Ecological implications

Our findings cannot be directly applied to natural environments for the obvious reason that artificial nitrogen enrichment would result in an invaluable environmental imbalance. Furthermore, the physiological responses of non–motile coccoid cells in endosymbiosis may be different from free–living mastigote cells. However, it is worth noting that the presence of free–living cells of Symbiodiniaceae in the environment represents important pools for coral symbiont acquisition (Claar et al. 2020). Additionally, the results herein presented may help for understanding the Symbiodiniaceae susceptibility to changing environmental conditions, particularly those linked to global warming and increased solar irradiance due to intensified stratification of the upper ocean layer. Thus, a schematic drawing was constructed to summarize the response of D. glynnii related to a rise temperature or an exposure to high light (Fig. 5). Overall, our findings support the idea that corals from nutrient–poor waters (particularly in nitrogen) are more susceptible to bleaching events in a situation of temperature rise. Similarly, Symbiodiniaceae cells when using urea tend to accumulate the carotenoid peridinin to prevent photo–oxidation — these results may be related to the shallow water reefs.

Fig. 5
figure 5

Schematic illustration of the main ecological implications of high–light exposure and temperature rise for the endosymbiotic dinoflagellate Durusdinium glynnii in nitrogen–poor and –rich waters

Undoubtedly, the temperature rise is one of the main stressors for endosymbiotic dinoflagellates. Here, we show that a well–established culture of D. glynnii gradually reduced its population over time after increasing temperature — except for the high urea condition. In the natural environment, a temperature rise may occur in combination with another environmental stressors, such as the presence of an emerging pollutant or a change in salinity, resulting in even more severe impacts (Coles and Jokiel 1978; Camp et al. 2016; Stien et al. 2020), and these multiple disturbances of the host–symbiont relationship can rapidly impact the ecological balance of reef systems. Therefore, the synergism between various environmental stressors should be a priority issue, given the modern changing world.

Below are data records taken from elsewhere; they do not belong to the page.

//! Error types for speechgate

use thiserror::Error;

/// Result type alias for speechgate operations
pub type Result<T> = std::result::Result<T, Error>;

/// Errors that can occur in speechgate
#[derive(Debug, Error)]
pub enum Error {
    /// Trigger pattern failed to compile
    #[error("invalid trigger pattern: {0}")]
    Pattern(String),

    /// Speech recognition capability is missing on this platform
    #[error("speech recognition unsupported: {0}")]
    Unsupported(String),
}
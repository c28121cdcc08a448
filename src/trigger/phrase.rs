//! Trigger pattern composition from a name and greeting words

use crate::Result;
use crate::trigger::TriggerMatcher;

/// Default assistant name
const DEFAULT_NAME: &str = "Ava";

/// Default greeting words, in composition order
const DEFAULT_GREETINGS: [&str; 4] = ["Hello", "Howdy", "Hi", "Hey"];

/// Composes a [`TriggerMatcher`] pattern from an assistant name and greetings
///
/// The composed pattern is one greeting, a space, then the name, matched
/// case-insensitively anywhere in the text. Name and greetings are inserted
/// into the pattern verbatim; pattern metacharacters are not escaped, so a
/// name like `R2(D2` either fails to compile at [`build`](Self::build) or
/// matches in surprising ways.
#[derive(Debug, Clone)]
pub struct PhraseBuilder {
    name: String,
    greetings: Vec<String>,
}

impl PhraseBuilder {
    /// Create a builder with the default name and greetings
    #[must_use]
    pub fn new() -> Self {
        Self {
            name: DEFAULT_NAME.to_string(),
            greetings: DEFAULT_GREETINGS.iter().map(ToString::to_string).collect(),
        }
    }

    /// Set the assistant name
    #[must_use]
    pub fn name(mut self, name: impl Into<String>) -> Self {
        self.name = name.into();
        self
    }

    /// Replace the greeting words
    #[must_use]
    pub fn greetings<I, S>(mut self, greetings: I) -> Self
    where
        I: IntoIterator<Item = S>,
        S: Into<String>,
    {
        self.greetings = greetings.into_iter().map(Into::into).collect();
        self
    }

    /// Append one greeting word
    #[must_use]
    pub fn greeting(mut self, greeting: impl Into<String>) -> Self {
        self.greetings.push(greeting.into());
        self
    }

    /// Compose the pattern and compile it into a [`TriggerMatcher`]
    ///
    /// With no greetings configured the pattern matches the bare name, so an
    /// empty list does not yield a matcher that can never match.
    ///
    /// # Errors
    ///
    /// Returns [`Error::Pattern`](crate::Error::Pattern) if the composed
    /// pattern does not compile, e.g. when the name or a greeting contains
    /// unbalanced pattern metacharacters.
    pub fn build(&self) -> Result<TriggerMatcher> {
        let pattern = if self.greetings.is_empty() {
            self.name.clone()
        } else {
            format!("(({}) {})", self.greetings.join("|"), self.name)
        };

        tracing::debug!(pattern = %pattern, "trigger pattern composed");

        TriggerMatcher::new(&pattern)
    }
}

impl Default for PhraseBuilder {
    fn default() -> Self {
        Self::new()
    }
}

#[cfg(test)]
mod tests {
    use super::*;

    #[test]
    fn test_default_builder_requires_greeting() {
        let matcher = PhraseBuilder::new().build().unwrap();

        assert!(matcher.is_match("Howdy Ava"));
        assert!(matcher.is_match("hello ava, good morning"));
        assert!(!matcher.is_match("Ava on her own"));
    }

    #[test]
    fn test_custom_name_and_greetings() {
        let matcher = PhraseBuilder::new()
            .name("Nova")
            .greetings(["Yo", "Sup"])
            .build()
            .unwrap();

        assert!(matcher.is_match("Yo Nova, play music"));
        assert_eq!(matcher.strip("Yo Nova, play music"), "play music");
        assert!(!matcher.is_match("Yo Ava, play music"));
    }

    #[test]
    fn test_append_greeting() {
        let matcher = PhraseBuilder::new().greeting("Oi").build().unwrap();

        assert!(matcher.is_match("Oi Ava"));
        assert!(matcher.is_match("Hey Ava"));
    }

    #[test]
    fn test_empty_greetings_matches_bare_name() {
        let matcher = PhraseBuilder::new()
            .name("Nova")
            .greetings(Vec::<String>::new())
            .build()
            .unwrap();

        assert!(matcher.is_match("Nova, are you there?"));
        assert_eq!(matcher.strip("Nova, start a timer"), "start a timer");
    }

    #[test]
    fn test_metacharacters_fail_at_build() {
        let result = PhraseBuilder::new().name("A(va").build();
        assert!(result.is_err());
    }

    #[test]
    fn test_composed_pattern_shape() {
        let matcher = PhraseBuilder::new().build().unwrap();
        assert_eq!(matcher.pattern(), "((Hello|Howdy|Hi|Hey) Ava)");
    }
}
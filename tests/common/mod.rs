//! Shared test utilities

use speechgate::{EventSink, RecognitionEngine, RecognitionEvent};

/// Initialize tracing output for tests
///
/// Safe to call from every test; only the first call installs a subscriber.
pub fn init_tracing() {
    let filter = tracing_subscriber::EnvFilter::try_from_default_env()
        .unwrap_or_else(|_| tracing_subscriber::EnvFilter::new("warn"));

    drop(
        tracing_subscriber::fmt()
            .with_env_filter(filter)
            .with_test_writer()
            .try_init(),
    );
}

/// Recognition engine double that records calls and replays scripted events
pub struct ScriptedEngine {
    language: String,
    continuous: bool,
    interim_results: bool,
    supported: bool,
    calls: Vec<&'static str>,
    sink: Option<EventSink>,
}

impl ScriptedEngine {
    /// Create a supported engine with browser-like initial settings
    #[must_use]
    pub fn new() -> Self {
        Self {
            language: "en-US".to_string(),
            continuous: true,
            interim_results: false,
            supported: true,
            calls: Vec::new(),
            sink: None,
        }
    }

    /// Create an engine that reports no platform support
    #[must_use]
    pub fn unsupported() -> Self {
        Self {
            supported: false,
            ..Self::new()
        }
    }

    /// Control method calls observed so far, in order
    #[must_use]
    pub fn calls(&self) -> &[&'static str] {
        &self.calls
    }

    /// Current continuous setting
    #[must_use]
    pub fn continuous(&self) -> bool {
        self.continuous
    }

    /// Current interim results setting
    #[must_use]
    pub fn interim_results(&self) -> bool {
        self.interim_results
    }

    /// Whether a sink has been installed
    #[must_use]
    pub fn has_sink(&self) -> bool {
        self.sink.is_some()
    }

    /// Deliver one event through the installed sink
    pub fn push(&mut self, event: RecognitionEvent) {
        let sink = self.sink.as_mut().expect("sink installed");
        sink(event);
    }
}

impl Default for ScriptedEngine {
    fn default() -> Self {
        Self::new()
    }
}

impl RecognitionEngine for ScriptedEngine {
    fn start(&mut self) {
        self.calls.push("start");
    }

    fn stop(&mut self) {
        self.calls.push("stop");
    }

    fn abort(&mut self) {
        self.calls.push("abort");
    }

    fn language(&self) -> String {
        self.language.clone()
    }

    fn set_language(&mut self, language: &str) {
        self.language = language.to_string();
    }

    fn set_continuous(&mut self, continuous: bool) {
        self.continuous = continuous;
    }

    fn set_interim_results(&mut self, interim_results: bool) {
        self.interim_results = interim_results;
    }

    fn subscribe(&mut self, sink: EventSink) {
        self.sink = Some(sink);
    }

    fn is_supported(&self) -> bool {
        self.supported
    }
}

/// Build an interim recognition result event
#[must_use]
pub fn interim_result(transcript: &str, index: usize) -> RecognitionEvent {
    RecognitionEvent::Result {
        transcript: transcript.to_string(),
        is_final: false,
        index,
    }
}

/// Build a final recognition result event
#[must_use]
pub fn final_result(transcript: &str, index: usize) -> RecognitionEvent {
    RecognitionEvent::Result {
        transcript: transcript.to_string(),
        is_final: true,
        index,
    }
}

Several factors, such as geographic (e.g., river inputs on coastal), anthropogenic (e.g., industrial wastewater disposal and eutrophication), temporal (e.g., seasonality of inorganic fertilization of agricultural land in coastal regions), and oceanographic (e.g., remineralization and lateral transport of nutrients), can influence the sources and dynamics of nitrogen in the oceans (Zehr and Ward 2002; Howarth 2008). This causes seas to be diversified in terms of nitrogen sources and concentrations, resulting in different coral susceptibilities depending among other factors, on main sources of nitrogen input (Roff and Mumby 2012; Cannon et al. 2021). However, it is worth noting that due to the diversity of Symbiodiniaceae taxa, the behavior reported here for D. glynnii may not be the same for other Symbiodiniaceae species.

Conclusions

Our approach showed nitrogen as a key nutrient involved with resistance to light- and thermal-stressors for D. glynnii. The availability of reduced nitrogen form, such as urea, can accelerate intracellular metabolism and alleviate environmental stressors (i.e., thermal stress). Additionally, our findings provide initial evidence that the carotenoid peridinin may have a thermal protective role for endosymbiont dinoflagellates. However, future interspecific and molecular investigations (assessing the regulation of correlated genes) still need to be conducted.